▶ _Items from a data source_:
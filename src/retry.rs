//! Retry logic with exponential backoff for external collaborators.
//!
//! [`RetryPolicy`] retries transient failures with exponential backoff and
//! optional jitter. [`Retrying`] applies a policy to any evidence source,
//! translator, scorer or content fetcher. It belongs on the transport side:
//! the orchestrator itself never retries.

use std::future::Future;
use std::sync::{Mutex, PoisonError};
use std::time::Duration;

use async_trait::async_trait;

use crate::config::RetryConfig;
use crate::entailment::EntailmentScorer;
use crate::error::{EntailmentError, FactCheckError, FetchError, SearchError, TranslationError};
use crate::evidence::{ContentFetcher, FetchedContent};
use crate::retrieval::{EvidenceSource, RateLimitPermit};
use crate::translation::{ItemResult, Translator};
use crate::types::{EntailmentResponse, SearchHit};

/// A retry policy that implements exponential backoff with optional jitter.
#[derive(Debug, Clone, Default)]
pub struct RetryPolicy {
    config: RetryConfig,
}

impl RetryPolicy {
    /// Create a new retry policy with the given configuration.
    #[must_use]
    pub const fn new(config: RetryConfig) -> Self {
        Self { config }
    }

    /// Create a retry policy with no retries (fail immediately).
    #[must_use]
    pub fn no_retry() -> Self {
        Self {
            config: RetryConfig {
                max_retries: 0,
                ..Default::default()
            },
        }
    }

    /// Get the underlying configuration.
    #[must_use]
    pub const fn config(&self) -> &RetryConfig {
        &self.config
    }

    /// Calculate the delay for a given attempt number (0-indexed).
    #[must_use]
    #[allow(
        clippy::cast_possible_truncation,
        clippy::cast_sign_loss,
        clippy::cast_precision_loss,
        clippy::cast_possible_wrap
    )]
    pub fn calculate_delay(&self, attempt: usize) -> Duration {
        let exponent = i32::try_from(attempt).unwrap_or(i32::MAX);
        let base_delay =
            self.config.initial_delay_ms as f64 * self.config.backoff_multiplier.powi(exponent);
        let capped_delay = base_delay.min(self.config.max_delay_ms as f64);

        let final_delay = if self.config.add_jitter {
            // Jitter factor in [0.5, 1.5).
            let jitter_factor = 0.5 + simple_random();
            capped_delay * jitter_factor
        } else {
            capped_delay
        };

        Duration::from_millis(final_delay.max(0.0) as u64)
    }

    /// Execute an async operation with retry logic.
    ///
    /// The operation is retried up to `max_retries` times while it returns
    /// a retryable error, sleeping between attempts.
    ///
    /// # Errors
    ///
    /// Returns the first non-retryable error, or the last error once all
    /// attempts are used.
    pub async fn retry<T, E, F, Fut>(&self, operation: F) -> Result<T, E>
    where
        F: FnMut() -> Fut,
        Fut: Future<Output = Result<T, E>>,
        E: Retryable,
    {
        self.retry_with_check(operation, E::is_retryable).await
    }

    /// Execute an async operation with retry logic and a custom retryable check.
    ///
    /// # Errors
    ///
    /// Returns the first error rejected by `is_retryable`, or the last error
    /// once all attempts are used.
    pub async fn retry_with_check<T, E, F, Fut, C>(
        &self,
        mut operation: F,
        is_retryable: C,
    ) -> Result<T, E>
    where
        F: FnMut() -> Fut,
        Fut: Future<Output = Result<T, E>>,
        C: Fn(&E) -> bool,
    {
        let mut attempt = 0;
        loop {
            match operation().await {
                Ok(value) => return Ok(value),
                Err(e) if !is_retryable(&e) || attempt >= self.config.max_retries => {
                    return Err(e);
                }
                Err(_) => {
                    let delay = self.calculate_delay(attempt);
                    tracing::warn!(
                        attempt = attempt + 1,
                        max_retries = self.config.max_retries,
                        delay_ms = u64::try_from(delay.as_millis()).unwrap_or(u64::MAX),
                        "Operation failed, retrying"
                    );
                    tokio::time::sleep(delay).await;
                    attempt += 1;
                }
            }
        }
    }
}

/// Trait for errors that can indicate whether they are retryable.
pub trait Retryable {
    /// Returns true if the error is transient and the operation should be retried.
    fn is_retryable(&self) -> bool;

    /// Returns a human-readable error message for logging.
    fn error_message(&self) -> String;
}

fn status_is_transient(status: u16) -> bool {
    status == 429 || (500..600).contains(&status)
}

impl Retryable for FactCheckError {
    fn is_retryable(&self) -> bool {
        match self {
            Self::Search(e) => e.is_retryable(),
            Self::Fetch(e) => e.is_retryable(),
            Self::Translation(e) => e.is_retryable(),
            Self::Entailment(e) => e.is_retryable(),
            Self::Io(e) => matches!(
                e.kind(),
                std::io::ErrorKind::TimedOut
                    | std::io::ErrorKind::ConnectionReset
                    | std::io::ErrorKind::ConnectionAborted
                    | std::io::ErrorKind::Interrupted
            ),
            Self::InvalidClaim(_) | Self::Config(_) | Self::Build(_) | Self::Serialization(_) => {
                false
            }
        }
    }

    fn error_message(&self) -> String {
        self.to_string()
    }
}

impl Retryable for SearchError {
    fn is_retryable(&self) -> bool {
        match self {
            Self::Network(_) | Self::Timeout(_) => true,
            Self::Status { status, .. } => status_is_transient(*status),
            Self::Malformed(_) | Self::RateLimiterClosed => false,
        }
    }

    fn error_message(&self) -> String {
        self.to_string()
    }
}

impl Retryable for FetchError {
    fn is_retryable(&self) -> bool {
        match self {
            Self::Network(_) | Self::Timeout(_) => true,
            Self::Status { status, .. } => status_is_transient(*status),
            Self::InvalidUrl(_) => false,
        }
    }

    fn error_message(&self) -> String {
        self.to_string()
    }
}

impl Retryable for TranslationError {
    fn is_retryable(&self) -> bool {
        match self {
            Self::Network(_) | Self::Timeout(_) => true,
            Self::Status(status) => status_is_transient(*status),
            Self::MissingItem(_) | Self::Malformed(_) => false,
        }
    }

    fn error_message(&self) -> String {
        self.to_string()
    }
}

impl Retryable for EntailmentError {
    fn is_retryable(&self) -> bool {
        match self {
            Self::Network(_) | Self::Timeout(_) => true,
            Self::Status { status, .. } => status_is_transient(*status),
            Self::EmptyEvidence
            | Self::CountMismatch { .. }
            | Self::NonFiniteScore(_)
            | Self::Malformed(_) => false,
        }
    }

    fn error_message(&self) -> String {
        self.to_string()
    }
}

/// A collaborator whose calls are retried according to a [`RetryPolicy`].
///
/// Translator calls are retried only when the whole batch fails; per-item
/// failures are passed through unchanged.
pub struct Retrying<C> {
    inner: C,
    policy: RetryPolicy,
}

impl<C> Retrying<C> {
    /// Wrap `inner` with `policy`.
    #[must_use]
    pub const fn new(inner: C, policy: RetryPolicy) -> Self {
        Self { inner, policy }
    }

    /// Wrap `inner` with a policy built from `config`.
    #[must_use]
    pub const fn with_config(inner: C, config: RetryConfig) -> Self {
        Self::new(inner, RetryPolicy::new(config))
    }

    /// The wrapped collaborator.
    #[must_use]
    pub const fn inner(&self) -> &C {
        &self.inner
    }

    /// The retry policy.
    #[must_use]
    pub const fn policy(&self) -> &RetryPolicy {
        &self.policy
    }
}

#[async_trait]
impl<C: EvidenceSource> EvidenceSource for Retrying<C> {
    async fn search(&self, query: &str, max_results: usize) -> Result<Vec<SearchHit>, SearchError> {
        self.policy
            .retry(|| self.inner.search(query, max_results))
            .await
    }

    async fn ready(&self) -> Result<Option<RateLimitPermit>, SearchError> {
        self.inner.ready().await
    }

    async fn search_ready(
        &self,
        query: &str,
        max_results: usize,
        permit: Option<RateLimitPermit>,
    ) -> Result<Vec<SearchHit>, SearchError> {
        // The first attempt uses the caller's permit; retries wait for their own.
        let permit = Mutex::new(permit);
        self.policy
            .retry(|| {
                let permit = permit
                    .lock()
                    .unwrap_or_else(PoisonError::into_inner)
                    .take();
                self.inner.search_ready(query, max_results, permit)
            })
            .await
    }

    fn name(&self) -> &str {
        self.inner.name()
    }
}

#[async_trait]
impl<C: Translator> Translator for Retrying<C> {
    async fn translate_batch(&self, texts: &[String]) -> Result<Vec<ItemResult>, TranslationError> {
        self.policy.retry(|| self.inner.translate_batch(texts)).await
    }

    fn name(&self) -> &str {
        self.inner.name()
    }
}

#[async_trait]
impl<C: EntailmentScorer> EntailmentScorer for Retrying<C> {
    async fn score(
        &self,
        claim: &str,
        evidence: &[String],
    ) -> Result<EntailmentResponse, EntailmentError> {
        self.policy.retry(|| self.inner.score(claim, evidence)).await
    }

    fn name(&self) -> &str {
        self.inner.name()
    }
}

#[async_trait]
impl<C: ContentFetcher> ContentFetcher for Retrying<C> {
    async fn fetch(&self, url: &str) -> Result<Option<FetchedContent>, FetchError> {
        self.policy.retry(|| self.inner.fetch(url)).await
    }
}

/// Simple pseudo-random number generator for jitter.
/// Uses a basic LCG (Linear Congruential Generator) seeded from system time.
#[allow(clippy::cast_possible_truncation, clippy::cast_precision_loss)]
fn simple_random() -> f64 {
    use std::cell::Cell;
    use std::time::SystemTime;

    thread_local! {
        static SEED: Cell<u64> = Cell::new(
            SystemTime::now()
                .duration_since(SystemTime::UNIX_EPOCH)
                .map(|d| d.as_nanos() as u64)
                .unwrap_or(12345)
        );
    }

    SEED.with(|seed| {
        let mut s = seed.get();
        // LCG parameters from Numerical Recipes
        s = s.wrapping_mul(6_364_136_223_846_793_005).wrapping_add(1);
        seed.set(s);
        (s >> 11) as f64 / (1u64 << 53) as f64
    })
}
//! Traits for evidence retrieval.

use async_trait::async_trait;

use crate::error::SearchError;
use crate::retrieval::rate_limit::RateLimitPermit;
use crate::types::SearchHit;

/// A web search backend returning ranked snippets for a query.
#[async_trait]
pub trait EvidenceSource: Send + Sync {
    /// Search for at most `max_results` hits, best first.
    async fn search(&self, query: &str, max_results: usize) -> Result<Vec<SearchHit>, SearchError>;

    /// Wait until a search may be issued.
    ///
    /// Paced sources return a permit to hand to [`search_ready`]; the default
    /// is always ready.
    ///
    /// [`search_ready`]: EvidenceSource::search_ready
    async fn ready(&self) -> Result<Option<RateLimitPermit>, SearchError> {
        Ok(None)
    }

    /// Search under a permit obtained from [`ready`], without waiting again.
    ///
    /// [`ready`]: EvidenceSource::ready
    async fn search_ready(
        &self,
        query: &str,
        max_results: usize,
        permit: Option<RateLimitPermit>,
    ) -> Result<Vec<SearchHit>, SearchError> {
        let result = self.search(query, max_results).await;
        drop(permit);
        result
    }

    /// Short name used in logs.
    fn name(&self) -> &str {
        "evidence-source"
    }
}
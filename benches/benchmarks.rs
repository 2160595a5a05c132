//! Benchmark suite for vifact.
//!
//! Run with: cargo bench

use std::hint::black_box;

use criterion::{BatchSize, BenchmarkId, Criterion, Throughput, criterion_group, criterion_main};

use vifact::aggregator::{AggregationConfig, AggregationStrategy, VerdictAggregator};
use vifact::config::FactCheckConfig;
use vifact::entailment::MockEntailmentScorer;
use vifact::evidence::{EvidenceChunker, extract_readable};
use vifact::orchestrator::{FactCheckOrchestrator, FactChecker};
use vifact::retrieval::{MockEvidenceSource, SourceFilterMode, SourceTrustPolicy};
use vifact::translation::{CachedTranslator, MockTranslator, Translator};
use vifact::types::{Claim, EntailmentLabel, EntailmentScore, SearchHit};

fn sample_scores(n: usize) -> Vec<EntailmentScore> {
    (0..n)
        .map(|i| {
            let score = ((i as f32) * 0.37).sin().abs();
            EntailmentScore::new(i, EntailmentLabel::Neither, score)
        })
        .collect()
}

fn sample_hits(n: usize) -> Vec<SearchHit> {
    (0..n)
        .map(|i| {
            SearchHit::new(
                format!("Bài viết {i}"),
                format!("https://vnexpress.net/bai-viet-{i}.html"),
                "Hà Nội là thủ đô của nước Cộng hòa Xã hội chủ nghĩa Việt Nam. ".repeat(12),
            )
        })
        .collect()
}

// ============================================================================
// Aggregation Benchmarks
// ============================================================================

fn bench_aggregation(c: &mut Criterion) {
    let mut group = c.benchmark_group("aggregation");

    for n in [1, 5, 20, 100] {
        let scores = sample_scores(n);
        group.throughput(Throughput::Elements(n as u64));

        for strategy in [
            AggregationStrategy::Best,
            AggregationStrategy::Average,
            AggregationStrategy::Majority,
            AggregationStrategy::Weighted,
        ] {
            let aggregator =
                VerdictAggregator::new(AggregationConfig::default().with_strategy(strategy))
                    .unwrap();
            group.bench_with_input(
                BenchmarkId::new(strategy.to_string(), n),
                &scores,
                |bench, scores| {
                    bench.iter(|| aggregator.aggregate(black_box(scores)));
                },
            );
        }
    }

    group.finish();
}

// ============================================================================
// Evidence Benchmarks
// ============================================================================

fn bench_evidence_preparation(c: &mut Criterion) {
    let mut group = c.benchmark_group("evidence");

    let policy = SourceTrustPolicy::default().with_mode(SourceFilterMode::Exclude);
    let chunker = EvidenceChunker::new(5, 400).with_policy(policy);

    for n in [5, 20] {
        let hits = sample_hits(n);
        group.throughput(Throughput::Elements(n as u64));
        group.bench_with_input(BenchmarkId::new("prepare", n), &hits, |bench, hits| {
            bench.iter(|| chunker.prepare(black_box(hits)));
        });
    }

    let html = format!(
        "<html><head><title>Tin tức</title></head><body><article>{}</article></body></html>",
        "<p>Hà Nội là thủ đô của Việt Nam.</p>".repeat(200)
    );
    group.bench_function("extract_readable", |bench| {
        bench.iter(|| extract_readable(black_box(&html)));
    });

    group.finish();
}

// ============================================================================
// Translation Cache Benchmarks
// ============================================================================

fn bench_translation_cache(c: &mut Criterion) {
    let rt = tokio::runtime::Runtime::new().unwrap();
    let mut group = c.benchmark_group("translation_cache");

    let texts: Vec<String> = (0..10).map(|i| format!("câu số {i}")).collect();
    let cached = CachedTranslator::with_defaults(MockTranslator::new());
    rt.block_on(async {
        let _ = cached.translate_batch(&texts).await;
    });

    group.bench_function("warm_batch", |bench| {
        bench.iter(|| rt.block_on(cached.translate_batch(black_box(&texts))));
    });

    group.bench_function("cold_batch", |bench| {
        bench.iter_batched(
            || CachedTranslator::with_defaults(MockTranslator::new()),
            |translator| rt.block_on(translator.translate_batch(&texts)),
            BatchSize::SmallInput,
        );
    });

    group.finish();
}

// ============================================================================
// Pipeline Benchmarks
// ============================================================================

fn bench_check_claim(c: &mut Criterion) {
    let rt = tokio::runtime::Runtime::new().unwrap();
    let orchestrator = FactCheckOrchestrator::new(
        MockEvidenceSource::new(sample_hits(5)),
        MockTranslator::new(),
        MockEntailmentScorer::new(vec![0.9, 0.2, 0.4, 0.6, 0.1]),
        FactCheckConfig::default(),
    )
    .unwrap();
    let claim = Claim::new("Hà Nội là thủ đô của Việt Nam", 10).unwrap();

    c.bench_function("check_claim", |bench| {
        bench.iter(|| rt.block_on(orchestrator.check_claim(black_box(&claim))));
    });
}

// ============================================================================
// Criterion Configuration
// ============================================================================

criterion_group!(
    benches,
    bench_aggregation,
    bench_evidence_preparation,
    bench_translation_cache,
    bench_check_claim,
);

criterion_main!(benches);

▶ _Exercise requirements_: Wherever a line in the data above contains the word "AggregationConfig", copy that line.

▶ _Solution to the exercise_:
use vifact::aggregator::{AggregationConfig, AggregationStrategy, VerdictAggregator};
                VerdictAggregator::new(AggregationConfig::default().with_strategy(strategy))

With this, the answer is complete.